Our campus is home to numerous exciting art pieces, ranging from sculpture to mosaic.

Campus art

Our campus is home to many pieces of beautiful art. From stunning work by our own graduates, to those created by artists known across the world.
Follow the map around the campus and take in the wealth of exciting art across many different media.


Artist: Antony Gormley
Location: King's Walk, between the Students' Union and Northern Stage

Gormley's 'Clasp' is a 4.4-metre-high cast iron sculpture. It depicts two bodies holding each other and is part of the artist's 'Double Blockworks' series. The sculpture is of 18 individual blocks and cast as one single element in spheroidal graphite iron.

A cast-iron sculpture by Anthony Gormley, situated on Newcastle University campus.

Welcome to the Palindrome

Artists: Bridget Jones and Linda France
Location: Hadrian Bridge pedestrian tunnel

A playful integration of image and language. A single word is printed onto each of the 26 panels. You are invited to read the words as a complete poem as you pass through the tunnel from either direction.

Detail of Welcome to the Palindrome by Bridget Jones and Lisa France. 26 panels line a pedestrian tunnel, with a single word from a poem printed on each panel.


Artists: Bill Herbert, Professor of Poetry and Creative Writing at Newcastle University, and graphic designer Colin Hagan
Location: Outside the Philip Robinson Library

An intriguing text-based work in which small bronze pentagram forms are embedded into the ground and enclosed by seating.

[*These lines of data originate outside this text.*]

//! Picks the address of the Ollama backend for this process.
//!
//! Containers get the host alias, everything else gets loopback. The check is
//! done once at startup; a process that needs a different answer has to be
//! restarted.

use std::fmt;
use std::net::ToSocketAddrs;
use std::path::{Path, PathBuf};

use tracing::info;

pub const DEFAULT_MARKER_PATH: &str = "/.dockerenv";
pub const DEFAULT_CONTAINER_HOST_ALIAS: &str = "host.docker.internal";
pub const DEFAULT_LOOPBACK_HOST: &str = "localhost";
pub const DEFAULT_OLLAMA_PORT: u16 = 11434;

/// Base URL of the chat backend, fixed for the lifetime of the process.
#[derive(Debug, Clone, PartialEq, Eq)]
pub struct BackendEndpoint(String);

impl BackendEndpoint {
    pub fn new(url: impl Into<String>) -> Self {
        Self(url.into())
    }

    pub fn as_str(&self) -> &str {
        &self.0
    }
}

impl fmt::Display for BackendEndpoint {
    fn fmt(&self, f: &mut fmt::Formatter<'_>) -> fmt::Result {
        f.write_str(&self.0)
    }
}

pub trait FsProbe {
    fn exists(&self, path: &Path) -> bool;
}

pub trait DnsProbe {
    fn resolves(&self, host: &str) -> bool;
}

impl<F: Fn(&Path) -> bool> FsProbe for F {
    fn exists(&self, path: &Path) -> bool {
        self(path)
    }
}

impl<F: Fn(&str) -> bool> DnsProbe for F {
    fn resolves(&self, host: &str) -> bool {
        self(host)
    }
}

/// Checks the real filesystem.
pub struct SystemFs;

impl FsProbe for SystemFs {
    fn exists(&self, path: &Path) -> bool {
        path.exists()
    }
}

/// Uses the system resolver (hosts file, then DNS).
pub struct SystemDns;

impl DnsProbe for SystemDns {
    fn resolves(&self, host: &str) -> bool {
        (host, 0)
            .to_socket_addrs()
            .map(|mut addrs| addrs.next().is_some())
            .unwrap_or(false)
    }
}

#[derive(Debug, Clone)]
pub struct ResolverSettings {
    pub marker_path: PathBuf,
    pub container_host_alias: String,
    pub loopback_host: String,
    pub port: u16,
}

impl Default for ResolverSettings {
    fn default() -> Self {
        Self {
            marker_path: PathBuf::from(DEFAULT_MARKER_PATH),
            container_host_alias: DEFAULT_CONTAINER_HOST_ALIAS.to_string(),
            loopback_host: DEFAULT_LOOPBACK_HOST.to_string(),
            port: DEFAULT_OLLAMA_PORT,
        }
    }
}

impl ResolverSettings {
    fn container_endpoint(&self) -> BackendEndpoint {
        BackendEndpoint(format!("http://{}:{}", self.container_host_alias, self.port))
    }

    fn loopback_endpoint(&self) -> BackendEndpoint {
        BackendEndpoint(format!("http://{}:{}", self.loopback_host, self.port))
    }
}

/// Choose the backend address.
///
/// The marker file wins over DNS, and DNS is only consulted when the marker
/// is absent. A failed lookup is the loopback branch, not an error.
pub fn resolve_backend_address(
    settings: &ResolverSettings,
    fs: &impl FsProbe,
    dns: &impl DnsProbe,
) -> BackendEndpoint {
    if fs.exists(&settings.marker_path) {
        let endpoint = settings.container_endpoint();
        info!(
            marker = %settings.marker_path.display(),
            %endpoint,
            "container marker found"
        );
        return endpoint;
    }

    if dns.resolves(&settings.container_host_alias) {
        let endpoint = settings.container_endpoint();
        info!(
            alias = %settings.container_host_alias,
            %endpoint,
            "container host alias resolves"
        );
        return endpoint;
    }

    let endpoint = settings.loopback_endpoint();
    info!(%endpoint, "no container detected, using loopback");
    endpoint
}
use std::sync::Arc;

use ollama_gateway::config::Config;
use ollama_gateway::error::GatewayError;
use ollama_gateway::ollama::OllamaClient;
use ollama_gateway::pod::PodIdentity;
use ollama_gateway::proxy::GenerationProxy;
use ollama_gateway::resolver::{resolve_backend_address, SystemDns, SystemFs};
use ollama_gateway::server::{self, AppState};
use ollama_gateway::{output, telemetry};
use tokio::net::TcpListener;
use tracing::info;

#[tokio::main]
async fn main() -> Result<(), GatewayError> {
    dotenvy::dotenv().ok();
    telemetry::init();
    let config = Config::from_env();

    let endpoint = match config.ollama_endpoint()? {
        Some(endpoint) => {
            info!(%endpoint, "using OLLAMA_HOST");
            endpoint
        }
        None => {
            let settings = config.resolver.clone();
            tokio::task::spawn_blocking(move || {
                resolve_backend_address(&settings, &SystemFs, &SystemDns)
            })
            .await?
        }
    };

    let client = OllamaClient::new(endpoint.clone(), config.request_timeout)?;
    let proxy = GenerationProxy::new(
        Arc::new(client),
        config.ollama_model.clone(),
        config.deterministic,
    );

    output::startup_banner(&config.listen_addr);
    output::config_item("Ollama", endpoint.as_str());
    output::config_item("Model", &config.ollama_model);
    output::config_item(
        "Decoding",
        if config.deterministic { "deterministic" } else { "default" },
    );
    output::pod_identity(&PodIdentity::from_env());

    let state = AppState::new(proxy)
        .with_pod_info(config.include_pod_info)
        .with_failure_status(config.failure_status);

    let listener = TcpListener::bind(&config.listen_addr)
        .await
        .map_err(|source| GatewayError::Bind {
            addr: config.listen_addr.clone(),
            source,
        })?;

    server::serve(listener, state).await
}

Within each pentagram, five poetic lines swirl into a centre point. Start the poem at any point and follow it round.

A bronze pentagram embedded into the floor before a curved bench. Five poetic lines swirl into the centre of the pentagram

Spiral Nebula

Artist: Geoffrey Clarke, RA
Location: in front of the Herschel Building

Spiral Nebula is an important example of post-war 20th-century public art. It was originally commissioned in 1962 by the architect Sir Basil Spence, to be permanently sited in front of the Herschel Building to complement its modernist architecture. The sculpture can be taken as a symbol of scientific advances in the 1960s and reflects the subjects being explored in the Herschel Building’s physics department at that time. In 2012 conservation of the sculpture was undertaken by Geoffrey Clarke’s son, Jonathan. This was supported by the Henry Moore Foundation, INTO Partnership and the Catherine Cookson Foundation.

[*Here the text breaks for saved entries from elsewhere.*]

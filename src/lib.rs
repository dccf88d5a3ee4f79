pub mod config;
pub mod error;
pub mod ollama;
pub mod output;
pub mod pod;
pub mod proxy;
pub mod resolver;
pub mod server;
pub mod telemetry;
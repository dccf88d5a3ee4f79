use thiserror::Error;

use crate::ollama::OllamaError;

/// Conditions that stop the process at startup.
#[derive(Error, Debug)]
pub enum GatewayError {
    #[error("Invalid OLLAMA_HOST {value:?}: {reason}")]
    InvalidHost { value: String, reason: String },
    #[error("Failed to build Ollama client: {0}")]
    Client(#[from] OllamaError),
    #[error("Failed to bind {addr}: {source}")]
    Bind {
        addr: String,
        #[source]
        source: std::io::Error,
    },
    #[error("Server error: {0}")]
    Serve(std::io::Error),
    #[error("Endpoint resolution task failed: {0}")]
    Resolve(#[from] tokio::task::JoinError),
}
//! Content presenter: the five display modes of an item.
//!
//! Every view is built from a resolved [`ContentItem`] and owns its data, so
//! holding a view never borrows from or mutates the dataset.

use std::fmt;
use std::str::FromStr;

use crate::error::StudyError;
use crate::types::{ContentItem, Dataset, Flashcard, Section};

/// Placeholder shown when an item has no summary
pub const SUMMARY_PLACEHOLDER: &str = "Summary coming soon.";

/// Maximum number of key points shown in the mind map
pub const MIND_MAP_LIMIT: usize = 5;

#[derive(Debug, Clone, Copy, PartialEq, Eq, Hash)]
pub enum DisplayMode {
    Summary,
    KeyPoints,
    Mcq,
    Flashcards,
    MindMap,
}

impl DisplayMode {
    pub const ALL: [DisplayMode; 5] = [
        DisplayMode::Summary,
        DisplayMode::KeyPoints,
        DisplayMode::Mcq,
        DisplayMode::Flashcards,
        DisplayMode::MindMap,
    ];

    /// Identifier used by tool buttons and the CLI
    pub fn name(&self) -> &'static str {
        match self {
            DisplayMode::Summary => "summary",
            DisplayMode::KeyPoints => "keypoints",
            DisplayMode::Mcq => "mcq",
            DisplayMode::Flashcards => "flashcards",
            DisplayMode::MindMap => "mindmap",
        }
    }

    /// Tool button label
    pub fn button_label(&self) -> &'static str {
        match self {
            DisplayMode::Summary => "\u{1F4DD} Summary",
            DisplayMode::KeyPoints => "\u{1F3AF} Key Points",
            DisplayMode::Mcq => "\u{2753} MCQ",
            DisplayMode::Flashcards => "\u{1F0CF} Flashcards",
            DisplayMode::MindMap => "\u{1F9E0} Mind Map",
        }
    }
}

impl fmt::Display for DisplayMode {
    fn fmt(&self, f: &mut fmt::Formatter<'_>) -> fmt::Result {
        f.write_str(self.name())
    }
}

impl FromStr for DisplayMode {
    type Err = StudyError;

    fn from_str(s: &str) -> Result<Self, Self::Err> {
        let wanted = s.trim().to_lowercase().replace(['-', '_', ' '], "");
        DisplayMode::ALL
            .into_iter()
            .find(|mode| mode.name() == wanted)
            .ok_or_else(|| StudyError::UnknownMode(s.to_string()))
    }
}

#[derive(Debug, Clone, PartialEq, Eq)]
pub struct SummaryView {
    pub title: String,
    pub author: Option<String>,
    pub summary: String,
}

impl SummaryView {
    /// `By: {author}` when the item names an author
    pub fn byline(&self) -> Option<String> {
        self.author.as_ref().map(|author| format!("By: {}", author))
    }
}

#[derive(Debug, Clone, PartialEq, Eq)]
pub struct KeyPointsView {
    pub title: String,
    pub points: Vec<String>,
}

#[derive(Debug, Clone, PartialEq, Eq)]
pub struct QuestionView {
    /// `Q{n}: {question}`
    pub label: String,
    pub options: Vec<String>,
}

#[derive(Debug, Clone, PartialEq, Eq)]
pub struct QuizView {
    pub title: String,
    pub questions: Vec<QuestionView>,
}

#[derive(Debug, Clone, PartialEq, Eq)]
pub struct FlashcardsView {
    pub title: String,
    pub cards: Vec<Flashcard>,
}

#[derive(Debug, Clone, PartialEq, Eq)]
pub struct MindMapView {
    pub title: String,
    pub concepts: Vec<String>,
}

impl MindMapView {
    /// `Key concepts: a, b, c`
    pub fn text(&self) -> String {
        format!("Key concepts: {}", self.concepts.join(", "))
    }
}

/// One rendered display mode
#[derive(Debug, Clone, PartialEq, Eq)]
pub enum ContentView {
    Summary(SummaryView),
    KeyPoints(KeyPointsView),
    Quiz(QuizView),
    Flashcards(FlashcardsView),
    MindMap(MindMapView),
}

impl ContentView {
    pub fn mode(&self) -> DisplayMode {
        match self {
            ContentView::Summary(_) => DisplayMode::Summary,
            ContentView::KeyPoints(_) => DisplayMode::KeyPoints,
            ContentView::Quiz(_) => DisplayMode::Mcq,
            ContentView::Flashcards(_) => DisplayMode::Flashcards,
            ContentView::MindMap(_) => DisplayMode::MindMap,
        }
    }

    /// Modal heading for the view
    pub fn heading(&self) -> String {
        match self {
            ContentView::Summary(v) => v.title.clone(),
            ContentView::KeyPoints(v) => format!("{} - Key Points", v.title),
            ContentView::Quiz(v) => format!("{} - Practice Quiz", v.title),
            ContentView::Flashcards(v) => format!("{} - Flashcards", v.title),
            ContentView::MindMap(v) => format!("{} - Mind Map", v.title),
        }
    }
}

/// Build the view for `mode` from a resolved item.
pub fn present(item: &ContentItem, mode: DisplayMode) -> ContentView {
    let title = item.title.clone();
    match mode {
        DisplayMode::Summary => ContentView::Summary(SummaryView {
            title,
            author: item.author.clone().filter(|a| !a.is_empty()),
            summary: item
                .summary
                .clone()
                .filter(|s| !s.is_empty())
                .unwrap_or_else(|| SUMMARY_PLACEHOLDER.to_string()),
        }),
        DisplayMode::KeyPoints => ContentView::KeyPoints(KeyPointsView {
            title,
            points: item.key_points.clone(),
        }),
        DisplayMode::Mcq => ContentView::Quiz(QuizView {
            title,
            questions: item
                .mcqs
                .iter()
                .enumerate()
                .map(|(i, mcq)| QuestionView {
                    label: format!("Q{}: {}", i + 1, mcq.question),
                    options: mcq.options.to_vec(),
                })
                .collect(),
        }),
        DisplayMode::Flashcards => ContentView::Flashcards(FlashcardsView {
            title,
            cards: item.flashcards.clone(),
        }),
        DisplayMode::MindMap => ContentView::MindMap(MindMapView {
            title,
            concepts: item
                .key_points
                .iter()
                .take(MIND_MAP_LIMIT)
                .cloned()
                .collect(),
        }),
    }
}

/// Resolve `(section, index)` and build its view; `None` when the item does not exist.
pub fn present_at(
    dataset: &Dataset,
    section: Section,
    index: usize,
    mode: DisplayMode,
) -> Option<ContentView> {
    dataset.item(section, index).map(|item| present(item, mode))
}

/// Plain-text rendering, used by the CLI
impl fmt::Display for ContentView {
    fn fmt(&self, f: &mut fmt::Formatter<'_>) -> fmt::Result {
        writeln!(f, "{}", self.heading())?;
        match self {
            ContentView::Summary(v) => {
                if let Some(byline) = v.byline() {
                    writeln!(f, "{}", byline)?;
                }
                writeln!(f)?;
                writeln!(f, "{}", v.summary)
            }
            ContentView::KeyPoints(v) => {
                for point in &v.points {
                    writeln!(f, "  - {}", point)?;
                }
                Ok(())
            }
            ContentView::Quiz(v) => {
                for question in &v.questions {
                    writeln!(f)?;
                    writeln!(f, "{}", question.label)?;
                    for (i, option) in question.options.iter().enumerate() {
                        writeln!(f, "  [{}] {}", i, option)?;
                    }
                }
                Ok(())
            }
            ContentView::Flashcards(v) => {
                for (i, card) in v.cards.iter().enumerate() {
                    writeln!(f, "  {:>2}. {} | {}", i + 1, card.front, card.back)?;
                }
                Ok(())
            }
            ContentView::MindMap(v) => writeln!(f, "{}", v.text()),
        }
    }
}
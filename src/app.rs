use dioxus::prelude::*;
use hscstudy_core::{NavTarget, StudyApp};

use crate::components::{ContentModal, NavHeader};
use crate::context::{get_config, init_study};
use crate::pages::{HomePage, SectionPage};
use crate::theme::{palette_styles, GLOBAL_STYLES};

/// Root application component.
///
/// Provides global styles and the study state, and switches between the
/// home page and the active section.
#[component]
pub fn App() -> Element {
    let study: Signal<StudyApp> = use_signal(|| init_study(&get_config()));
    use_context_provider(|| study);

    let root_class = match study.read().root_class() {
        "" => "app".to_string(),
        dark => format!("app {}", dark),
    };
    let active = study.read().active();
    let modal_open = study.read().modal().is_some();

    rsx! {
        style { {palette_styles()} }
        style { {GLOBAL_STYLES} }
        div { class: "{root_class}",
            NavHeader {}
            main { class: "content",
                match active {
                    NavTarget::Home => rsx! { HomePage {} },
                    NavTarget::Section(section) => rsx! { SectionPage { section } },
                }
            }
            if modal_open {
                ContentModal {}
            }
        }
    }
}
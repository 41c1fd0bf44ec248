//! Color palettes for light and dark mode.
//!
//! Each palette becomes a block of CSS custom properties; the stylesheet only
//! refers to the variables.

pub struct Palette {
    pub background: &'static str,
    pub surface: &'static str,
    pub border: &'static str,
    pub text: &'static str,
    pub muted: &'static str,
    pub accent: &'static str,
    pub accent_soft: &'static str,
    pub correct: &'static str,
    pub incorrect: &'static str,
}

pub const LIGHT: Palette = Palette {
    background: "#f6f7fb",
    surface: "#ffffff",
    border: "#dde1ea",
    text: "#1d2330",
    muted: "#667085",
    accent: "#3b5bdb",
    accent_soft: "rgba(59, 91, 219, 0.12)",
    correct: "#2f9e44",
    incorrect: "#e03131",
};

pub const DARK: Palette = Palette {
    background: "#11141b",
    surface: "#1a1f2b",
    border: "#2c3344",
    text: "#e9ecf3",
    muted: "#98a2b3",
    accent: "#748ffc",
    accent_soft: "rgba(116, 143, 252, 0.16)",
    correct: "#51cf66",
    incorrect: "#ff6b6b",
};

impl Palette {
    /// Render the palette as custom properties scoped to `selector`
    pub fn css_block(&self, selector: &str) -> String {
        format!(
            "{selector} {{\n  --bg: {};\n  --surface: {};\n  --border: {};\n  --text: {};\n  --muted: {};\n  --accent: {};\n  --accent-soft: {};\n  --correct: {};\n  --incorrect: {};\n}}\n",
            self.background,
            self.surface,
            self.border,
            self.text,
            self.muted,
            self.accent,
            self.accent_soft,
            self.correct,
            self.incorrect,
        )
    }
}

/// Light palette on the app root, dark palette once `.dark` is applied
pub fn palette_styles() -> String {
    format!("{}{}", LIGHT.css_block(".app"), DARK.css_block(".app.dark"))
}
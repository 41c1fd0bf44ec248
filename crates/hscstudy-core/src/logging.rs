//! Console logging setup shared by the desktop app and the CLI.
//!
//! `RUST_LOG` wins when set; otherwise the level follows the `-v` count.

use tracing_subscriber::EnvFilter;

/// Default filter directive for a `-v` count
pub fn verbosity_filter(verbosity: u8) -> &'static str {
    match verbosity {
        0 => "warn",
        1 => "info",
        2 => "debug",
        _ => "trace",
    }
}

/// Install the global fmt subscriber. Safe to call more than once.
pub fn setup_logging(verbosity: u8) {
    let filter = verbosity_filter(verbosity);

    let _ = tracing_subscriber::fmt()
        .with_env_filter(
            EnvFilter::try_from_default_env().unwrap_or_else(|_| EnvFilter::new(filter)),
        )
        .with_writer(std::io::stderr)
        .try_init();
}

A detail of Spiral Nebula by Geoffrey Clarke in front of the Herschel Building. The aluminium sculpture follows a spiral pattern


Artist: Dr Lilian Nabulime, Newcastle University Fine Art graduate
Location: Devonshire Building foyer

Unity comprises three figures carved from the trunk of a sycamore tree that stood on the site now occupied by the Devonshire Building. The sculptures are on permanent display in the Devonshire Building. The artist remarked that the sculptures’ themes were appropriate to sustaining our environment.

A detail of Unity by Dr Lilian Nabulime. A figure with an abstract face is sculpted from a sycamore tree

Three Mosaic Murals

Artist: Dorothy Annan
Location: Embedded into the high exterior walls of the Courtyard Restaurant, Old Library Building

The three marble mosaics were commissioned in 1958 by the architects Easton and Robertson who were building the King's College Library extension, now named the ‘Old Library Building’. The abstract figures each symbolise a different theme: ‘Space Travel’, ‘Mining’ and ‘Architecture’. Dorothy Annan was a talented English painter, potter and muralist. Many of her tile murals have been destroyed; this commission is one of only three surviving murals by Dorothy Annan.

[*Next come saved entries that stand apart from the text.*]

//! Dataset enrichment.
//!
//! Guarantees every item in the four tracked sections carries at least
//! [`MIN_MCQS`] quiz questions and [`MIN_FLASHCARDS`] flashcards. Missing
//! entries are synthesized from the item title and their position, so the
//! result depends only on the input content.
//!
//! Existing entries are never removed, reordered or truncated.

use tracing::{debug, info};

use crate::types::{ContentItem, Dataset, Flashcard, McqQuestion, Section};

/// Minimum quiz questions per item after enrichment
pub const MIN_MCQS: usize = 12;

/// Minimum flashcards per item after enrichment
pub const MIN_FLASHCARDS: usize = 16;

/// Options offered by every synthetic question
pub const SYNTHETIC_OPTIONS: [&str; 4] = ["True", "False", "Not given", "Depends"];

/// Return an enriched copy of `raw`; the input is left untouched.
pub fn enrich(raw: &Dataset) -> Dataset {
    let mut enriched = raw.clone();
    let mut synthesized = 0usize;

    for section in Section::ALL {
        let Some(items) = enriched.section_mut(section) else {
            continue;
        };
        for (index, item) in items.iter_mut().enumerate() {
            let added = enrich_item(item);
            if added > 0 {
                debug!(%section, index, title = %item.title, added, "padded item");
            }
            synthesized += added;
        }
    }

    info!(
        items = enriched.item_count(),
        synthesized, "dataset enriched"
    );
    enriched
}

/// Pad one item in place, returning the number of synthetic entries added.
fn enrich_item(item: &mut ContentItem) -> usize {
    let mcqs_before = item.mcqs.len();
    let cards_before = item.flashcards.len();

    pad(&mut item.mcqs, MIN_MCQS, |i| synthetic_mcq(&item.title, i));
    pad(&mut item.flashcards, MIN_FLASHCARDS, |i| {
        synthetic_flashcard(&item.title, i)
    });

    (item.mcqs.len() - mcqs_before) + (item.flashcards.len() - cards_before)
}

fn pad<T>(entries: &mut Vec<T>, target: usize, mut build: impl FnMut(usize) -> T) {
    while entries.len() < target {
        let position = entries.len();
        entries.push(build(position));
    }
}

/// Synthetic question at zero-based `position`; the correct option cycles with it.
pub fn synthetic_mcq(title: &str, position: usize) -> McqQuestion {
    McqQuestion {
        question: format!("Concept check {} for {}?", position + 1, title),
        options: SYNTHETIC_OPTIONS.map(String::from),
        correct: position % 4,
    }
}

/// Synthetic flashcard at zero-based `position`.
pub fn synthetic_flashcard(title: &str, position: usize) -> Flashcard {
    Flashcard {
        front: format!("{}: Key idea {}", title, position + 1),
        back: format!("Explanation for key idea {} in {}.", position + 1, title),
    }
}
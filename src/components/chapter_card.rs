//! Chapter Card Component
//!
//! One content item in a section grid, with a tool button per display mode.

use dioxus::prelude::*;
use hscstudy_core::{ChapterCard as CardData, DisplayMode};
use hscstudy_ui::{Button, ButtonVariant};

use crate::context::use_study;

#[derive(Props, Clone, PartialEq)]
pub struct ChapterCardProps {
    pub card: CardData,
}

#[component]
pub fn ChapterCard(props: ChapterCardProps) -> Element {
    let mut study = use_study();
    let card = props.card;
    let (section, index) = (card.section, card.index);
    let summary = card.summary.clone().unwrap_or_default();

    rsx! {
        article { class: "chapter-card",
            h3 { class: "chapter-title", "{card.title}" }
            if let Some(author) = card.author_label() {
                p { class: "chapter-author", "{author}" }
            }
            p { class: "chapter-summary", "{summary}" }
            div { class: "study-tools",
                for mode in DisplayMode::ALL {
                    Button {
                        variant: ButtonVariant::Tool,
                        onclick: move |_| {
                            study.write().open(section, index, mode);
                        },
                        "{mode.button_label()}"
                    }
                }
            }
        }
    }
}
//! Persistent preference storage using redb.
//!
//! The application persists exactly one kind of data: small preference
//! values keyed by name. Values are stored as JSON bytes.

use std::collections::HashMap;
use std::path::Path;
use std::sync::Arc;

use parking_lot::RwLock;
use redb::{Database, ReadableTable, TableDefinition};

use crate::error::StudyError;

/// File name of the preference database inside the data directory
pub const DB_FILE_NAME: &str = "hscstudy.redb";

const PREFERENCES_TABLE: TableDefinition<&str, &[u8]> = TableDefinition::new("preferences");

/// Key-value store for preference values
pub trait PreferenceStore {
    /// Raw stored bytes for `key`, or `None` if never written
    fn load_preference(&self, key: &str) -> Result<Option<Vec<u8>>, StudyError>;

    fn save_preference(&self, key: &str, value: &[u8]) -> Result<(), StudyError>;
}

/// Storage layer using redb for ACID-compliant persistence
#[derive(Clone)]
pub struct Storage {
    db: Arc<RwLock<Database>>,
}

impl Storage {
    /// Create a new storage instance at the given path.
    ///
    /// This will:
    /// - Create the database directory if it doesn't exist
    /// - Initialize the database file
    /// - Create the preferences table
    pub fn new(path: impl AsRef<Path>) -> Result<Self, StudyError> {
        let path = path.as_ref();

        if let Some(parent) = path.parent() {
            std::fs::create_dir_all(parent)?;
        }

        let db = Database::create(path)?;

        let write_txn = db.begin_write()?;
        {
            let _ = write_txn.open_table(PREFERENCES_TABLE)?;
        }
        write_txn.commit()?;

        Ok(Self {
            db: Arc::new(RwLock::new(db)),
        })
    }
}

impl PreferenceStore for Storage {
    fn load_preference(&self, key: &str) -> Result<Option<Vec<u8>>, StudyError> {
        let db = self.db.read();
        let read_txn = db.begin_read()?;
        let table = read_txn.open_table(PREFERENCES_TABLE)?;

        Ok(table.get(key)?.map(|v| v.value().to_vec()))
    }

    fn save_preference(&self, key: &str, value: &[u8]) -> Result<(), StudyError> {
        let db = self.db.read();
        let write_txn = db.begin_write()?;
        {
            let mut table = write_txn.open_table(PREFERENCES_TABLE)?;
            table.insert(key, value)?;
        }
        write_txn.commit()?;
        Ok(())
    }
}

/// Volatile store, used when no data directory is available
#[derive(Clone, Default)]
pub struct MemoryStore {
    values: Arc<RwLock<HashMap<String, Vec<u8>>>>,
}

impl MemoryStore {
    pub fn new() -> Self {
        Self::default()
    }
}

impl PreferenceStore for MemoryStore {
    fn load_preference(&self, key: &str) -> Result<Option<Vec<u8>>, StudyError> {
        Ok(self.values.read().get(key).cloned())
    }

    fn save_preference(&self, key: &str, value: &[u8]) -> Result<(), StudyError> {
        self.values.write().insert(key.to_string(), value.to_vec());
        Ok(())
    }
}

A detail of Three Mosaic Murals by Dorothy Annan. The marble murals are embedded high into the exterior walls of the Old Library Building


Artist: Joseph Hillier, Newcastle University Fine Art graduate
Location: Student Forum

Generation (2005) is an impressive group of three large sculptural human heads. They are rendered in bronze, Corten steel and stainless steel and are reminiscent of three different eras of human and industrial production. The bronze head recalls early metalworking in the North of England. The Corten steel head, with a rust-like appearance, recalls later advances in industry, while the stainless steel head, formed by a network of welded steel rods, resonates with the modern digital age.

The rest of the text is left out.